//! Workflow connection: lifecycle, message channel, and dispatch loop.
//!
//! [`WorkflowConnection`] owns one run at a time. A run goes through
//!
//! ```text
//! connect()  ─> MessageChannel handed to the engine side      OFF → ON
//! start()    ─> engine process launched                       ON  → RUNNING
//! run()      ─> dispatch loop until terminal / abort / error  ... → OFF
//! ```
//!
//! [`AbortHandle`] may be cloned out of the connection and used from any task to stop the
//! run; the dispatch loop answers every outstanding call with an abort and kills the engine.

pub mod channel;
pub mod dispatch;
pub mod state;

pub use channel::{Envelope, MessageChannel, PendingRequests, ResponseSink};
pub use dispatch::{Dispatcher, RunOutcome};
pub use state::{ConnectionState, StateMachine};

use crate::config::ConnectionConfig;
use crate::engine::EngineProcess;
use crate::error::{WorkflowError, WorkflowResult};
use crate::handlers::{HandlerContext, HandlerSet};
use crate::protocol::Payload;
use tokio::sync::{mpsc, watch};
use tokio_util::sync::CancellationToken;
use tracing::{info, warn};

/// Cloneable switch that aborts the active run.
#[derive(Debug, Clone)]
pub struct AbortHandle {
    token: CancellationToken,
}

impl AbortHandle {
    /// Abort the run. Idempotent.
    pub fn abort(&self) {
        if !self.token.is_cancelled() {
            warn!("Workflow abort requested");
        }
        self.token.cancel();
    }

    /// Whether an abort was requested.
    pub fn is_aborted(&self) -> bool {
        self.token.is_cancelled()
    }
}

/// One engine connection and the state it drives.
pub struct WorkflowConnection {
    state: StateMachine,
    dispatcher: Dispatcher,
    receiver: Option<mpsc::Receiver<Envelope>>,
    engine: Option<Box<dyn EngineProcess>>,
    cancel: CancellationToken,
    channel_capacity: usize,
}

impl std::fmt::Debug for WorkflowConnection {
    fn fmt(&self, f: &mut std::fmt::Formatter<'_>) -> std::fmt::Result {
        f.debug_struct("WorkflowConnection")
            .field("state", &self.state.state())
            .field("dispatcher", &self.dispatcher)
            .field("engine", &self.engine.is_some())
            .field("aborted", &self.cancel.is_cancelled())
            .finish_non_exhaustive()
    }
}

impl WorkflowConnection {
    /// Connection in the OFF state.
    pub fn new(config: &ConnectionConfig, handlers: HandlerSet, context: HandlerContext) -> Self {
        Self {
            state: StateMachine::new(),
            dispatcher: Dispatcher::new(handlers, context, config.request_timeout),
            receiver: None,
            engine: None,
            cancel: CancellationToken::new(),
            channel_capacity: config.channel_capacity,
        }
    }

    /// Current connection state.
    pub fn state(&self) -> ConnectionState {
        self.state.state()
    }

    /// Receiver that observes every state change.
    pub fn subscribe(&self) -> watch::Receiver<ConnectionState> {
        self.state.subscribe()
    }

    /// OFF → ON. Returns the channel the engine side calls into.
    pub fn connect(&mut self) -> WorkflowResult<MessageChannel> {
        self.state.connect()?;
        self.dispatcher.context_mut().begin_run();
        let (channel, receiver) = MessageChannel::new(self.channel_capacity);
        self.receiver = Some(receiver);
        if self.cancel.is_cancelled() {
            self.cancel = CancellationToken::new();
        }
        info!("Workflow connection open");
        Ok(channel)
    }

    /// ON → RUNNING. Launches `engine`; on failure the connection goes back to OFF.
    pub async fn start(&mut self, mut engine: Box<dyn EngineProcess>) -> WorkflowResult<()> {
        if self.state.state() != ConnectionState::On {
            return Err(WorkflowError::InvalidTransition {
                from: self.state.state(),
                to: ConnectionState::Running,
            });
        }
        if let Err(e) = engine.start().await {
            warn!(error = %e, "Workflow engine failed to start");
            self.end().await;
            return Err(e);
        }
        self.state.start()?;
        self.engine = Some(engine);
        Ok(())
    }

    /// Serve the engine until the run ends. The connection is OFF afterwards.
    pub async fn run(&mut self) -> WorkflowResult<RunOutcome> {
        if !self.state.state().is_active() {
            return Err(WorkflowError::InvalidTransition {
                from: self.state.state(),
                to: ConnectionState::Running,
            });
        }
        let (Some(mut receiver), Some(mut engine)) = (self.receiver.take(), self.engine.take())
        else {
            return Err(WorkflowError::ChannelClosed);
        };

        let cancel = self.cancel.clone();
        self.dispatcher
            .run(&mut receiver, &mut self.state, engine.as_mut(), &cancel)
            .await
    }

    /// Handle for aborting the current or next run. Handles taken before an abort go stale
    /// once the next run connects.
    pub fn abort_handle(&self) -> AbortHandle {
        AbortHandle {
            token: self.cancel.clone(),
        }
    }

    /// Abort without a running dispatch loop: kill the engine and go OFF.
    pub async fn abort(&mut self) {
        self.cancel.cancel();
        if let Some(mut engine) = self.engine.take() {
            if let Err(e) = engine.abort().await {
                warn!(error = %e, "Failed to kill workflow engine");
            }
        }
        self.close_channel();
    }

    /// Stop the engine and go OFF from any state.
    pub async fn end(&mut self) {
        if let Some(mut engine) = self.engine.take() {
            if let Err(e) = engine.stop().await {
                warn!(error = %e, "Failed to stop workflow engine");
            }
        }
        self.close_channel();
    }

    /// Installed handlers; may be changed between runs.
    pub fn handlers_mut(&mut self) -> &mut HandlerSet {
        self.dispatcher.handlers_mut()
    }

    /// Handler context, including the task tree of the last run.
    pub fn context(&self) -> &HandlerContext {
        self.dispatcher.context()
    }

    /// Mutable access to the handler context.
    pub fn context_mut(&mut self) -> &mut HandlerContext {
        self.dispatcher.context_mut()
    }

    fn close_channel(&mut self) {
        if let Some(mut receiver) = self.receiver.take() {
            receiver.close();
            while let Ok(envelope) = receiver.try_recv() {
                envelope
                    .sink
                    .send(Some(Payload::abort("workflow connection closed")));
            }
        }
        self.state.end();
    }
}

Exercise details -
Copy out each line of the records where the word "CancellationToken" appears.

Exercise response -
use tokio_util::sync::CancellationToken;
    token: CancellationToken,
    cancel: CancellationToken,
            cancel: CancellationToken::new(),
            self.cancel = CancellationToken::new();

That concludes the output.